▶ **Work task**: Only the number is wanted: count the lines in the data with "while" in them.

------ Exercise inputs ------

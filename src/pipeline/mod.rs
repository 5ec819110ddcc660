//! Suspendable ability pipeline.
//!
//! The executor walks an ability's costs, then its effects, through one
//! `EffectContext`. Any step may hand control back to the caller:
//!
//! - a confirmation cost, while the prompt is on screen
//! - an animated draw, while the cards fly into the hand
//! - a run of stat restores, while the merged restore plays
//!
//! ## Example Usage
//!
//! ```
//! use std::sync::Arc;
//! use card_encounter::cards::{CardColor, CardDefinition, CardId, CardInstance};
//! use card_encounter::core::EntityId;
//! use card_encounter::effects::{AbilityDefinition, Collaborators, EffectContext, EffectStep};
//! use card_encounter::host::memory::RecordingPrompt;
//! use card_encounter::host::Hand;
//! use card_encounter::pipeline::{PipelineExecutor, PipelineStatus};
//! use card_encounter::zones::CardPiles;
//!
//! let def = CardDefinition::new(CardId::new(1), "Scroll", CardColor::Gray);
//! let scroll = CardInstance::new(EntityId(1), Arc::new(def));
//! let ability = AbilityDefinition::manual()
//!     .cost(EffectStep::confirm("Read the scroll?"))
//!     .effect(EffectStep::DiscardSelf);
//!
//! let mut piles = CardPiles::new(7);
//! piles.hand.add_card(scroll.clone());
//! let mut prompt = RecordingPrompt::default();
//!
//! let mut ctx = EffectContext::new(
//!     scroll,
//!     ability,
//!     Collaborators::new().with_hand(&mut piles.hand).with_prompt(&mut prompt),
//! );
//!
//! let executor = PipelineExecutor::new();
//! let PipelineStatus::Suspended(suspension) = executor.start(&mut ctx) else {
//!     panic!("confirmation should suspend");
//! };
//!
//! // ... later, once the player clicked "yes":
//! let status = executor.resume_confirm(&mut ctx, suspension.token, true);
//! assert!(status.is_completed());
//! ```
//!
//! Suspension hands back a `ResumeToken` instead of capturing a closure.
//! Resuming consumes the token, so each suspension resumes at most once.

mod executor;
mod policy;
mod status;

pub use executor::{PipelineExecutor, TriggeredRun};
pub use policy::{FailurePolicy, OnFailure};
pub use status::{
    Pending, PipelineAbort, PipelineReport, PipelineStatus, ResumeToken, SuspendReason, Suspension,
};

------
------ Exercise inputs ------

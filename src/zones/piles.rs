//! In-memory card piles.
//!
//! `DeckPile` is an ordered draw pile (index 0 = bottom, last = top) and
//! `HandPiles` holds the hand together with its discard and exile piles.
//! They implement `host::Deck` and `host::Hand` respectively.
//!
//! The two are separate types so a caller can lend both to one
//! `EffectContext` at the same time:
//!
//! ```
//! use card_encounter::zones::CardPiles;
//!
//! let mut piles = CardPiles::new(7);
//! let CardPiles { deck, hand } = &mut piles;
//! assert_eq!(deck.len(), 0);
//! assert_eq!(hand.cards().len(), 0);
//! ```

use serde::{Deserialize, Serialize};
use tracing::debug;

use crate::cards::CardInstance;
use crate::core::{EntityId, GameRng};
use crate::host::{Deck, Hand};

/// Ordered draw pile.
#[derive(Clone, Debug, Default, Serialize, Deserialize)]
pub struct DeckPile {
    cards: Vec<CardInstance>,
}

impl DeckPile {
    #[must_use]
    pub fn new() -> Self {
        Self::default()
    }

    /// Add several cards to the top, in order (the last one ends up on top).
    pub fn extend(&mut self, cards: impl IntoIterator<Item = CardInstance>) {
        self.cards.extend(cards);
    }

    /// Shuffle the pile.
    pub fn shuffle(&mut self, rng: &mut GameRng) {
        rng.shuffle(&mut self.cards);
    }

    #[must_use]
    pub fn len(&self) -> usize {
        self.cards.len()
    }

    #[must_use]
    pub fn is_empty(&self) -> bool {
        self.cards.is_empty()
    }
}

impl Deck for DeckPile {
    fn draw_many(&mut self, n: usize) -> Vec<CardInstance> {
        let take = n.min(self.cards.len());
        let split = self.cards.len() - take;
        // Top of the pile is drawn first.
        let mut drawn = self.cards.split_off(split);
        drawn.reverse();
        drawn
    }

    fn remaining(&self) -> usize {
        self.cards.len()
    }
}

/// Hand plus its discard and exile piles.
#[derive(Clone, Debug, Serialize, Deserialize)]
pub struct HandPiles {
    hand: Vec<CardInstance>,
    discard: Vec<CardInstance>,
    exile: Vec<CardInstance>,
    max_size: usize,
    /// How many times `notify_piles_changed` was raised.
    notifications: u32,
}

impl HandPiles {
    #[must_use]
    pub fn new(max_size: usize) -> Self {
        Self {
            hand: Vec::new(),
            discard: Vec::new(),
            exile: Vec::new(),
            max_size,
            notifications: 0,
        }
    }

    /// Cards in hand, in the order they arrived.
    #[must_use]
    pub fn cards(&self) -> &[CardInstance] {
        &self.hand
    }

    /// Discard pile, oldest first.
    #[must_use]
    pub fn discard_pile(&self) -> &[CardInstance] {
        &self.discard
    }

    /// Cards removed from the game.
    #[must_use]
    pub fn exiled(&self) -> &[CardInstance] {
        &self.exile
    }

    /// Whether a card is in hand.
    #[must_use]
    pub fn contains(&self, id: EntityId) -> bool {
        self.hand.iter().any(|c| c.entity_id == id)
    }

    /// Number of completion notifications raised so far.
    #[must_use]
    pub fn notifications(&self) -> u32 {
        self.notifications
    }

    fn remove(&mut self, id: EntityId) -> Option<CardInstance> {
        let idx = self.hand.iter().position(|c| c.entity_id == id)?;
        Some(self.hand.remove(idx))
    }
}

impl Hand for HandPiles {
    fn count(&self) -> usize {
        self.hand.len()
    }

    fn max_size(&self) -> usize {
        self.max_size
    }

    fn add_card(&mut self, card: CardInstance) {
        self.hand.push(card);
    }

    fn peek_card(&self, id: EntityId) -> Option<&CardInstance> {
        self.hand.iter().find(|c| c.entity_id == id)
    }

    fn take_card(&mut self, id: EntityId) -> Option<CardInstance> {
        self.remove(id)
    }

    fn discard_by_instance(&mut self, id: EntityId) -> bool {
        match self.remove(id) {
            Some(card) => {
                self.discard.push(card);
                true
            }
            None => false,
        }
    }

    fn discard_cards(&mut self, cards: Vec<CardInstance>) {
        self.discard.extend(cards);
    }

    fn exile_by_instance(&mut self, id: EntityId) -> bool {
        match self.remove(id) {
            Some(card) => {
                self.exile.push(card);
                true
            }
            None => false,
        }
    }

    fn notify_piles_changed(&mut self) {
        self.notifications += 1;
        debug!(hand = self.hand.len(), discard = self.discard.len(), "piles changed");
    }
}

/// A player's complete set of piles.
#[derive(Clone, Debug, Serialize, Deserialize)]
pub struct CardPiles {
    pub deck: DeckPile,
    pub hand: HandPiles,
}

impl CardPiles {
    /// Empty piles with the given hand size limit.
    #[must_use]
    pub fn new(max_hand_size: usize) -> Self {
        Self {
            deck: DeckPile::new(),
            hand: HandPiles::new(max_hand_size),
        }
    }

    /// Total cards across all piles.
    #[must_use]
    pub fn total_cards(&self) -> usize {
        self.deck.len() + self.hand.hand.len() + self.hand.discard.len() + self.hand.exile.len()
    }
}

------

▶ **Task solution**: 3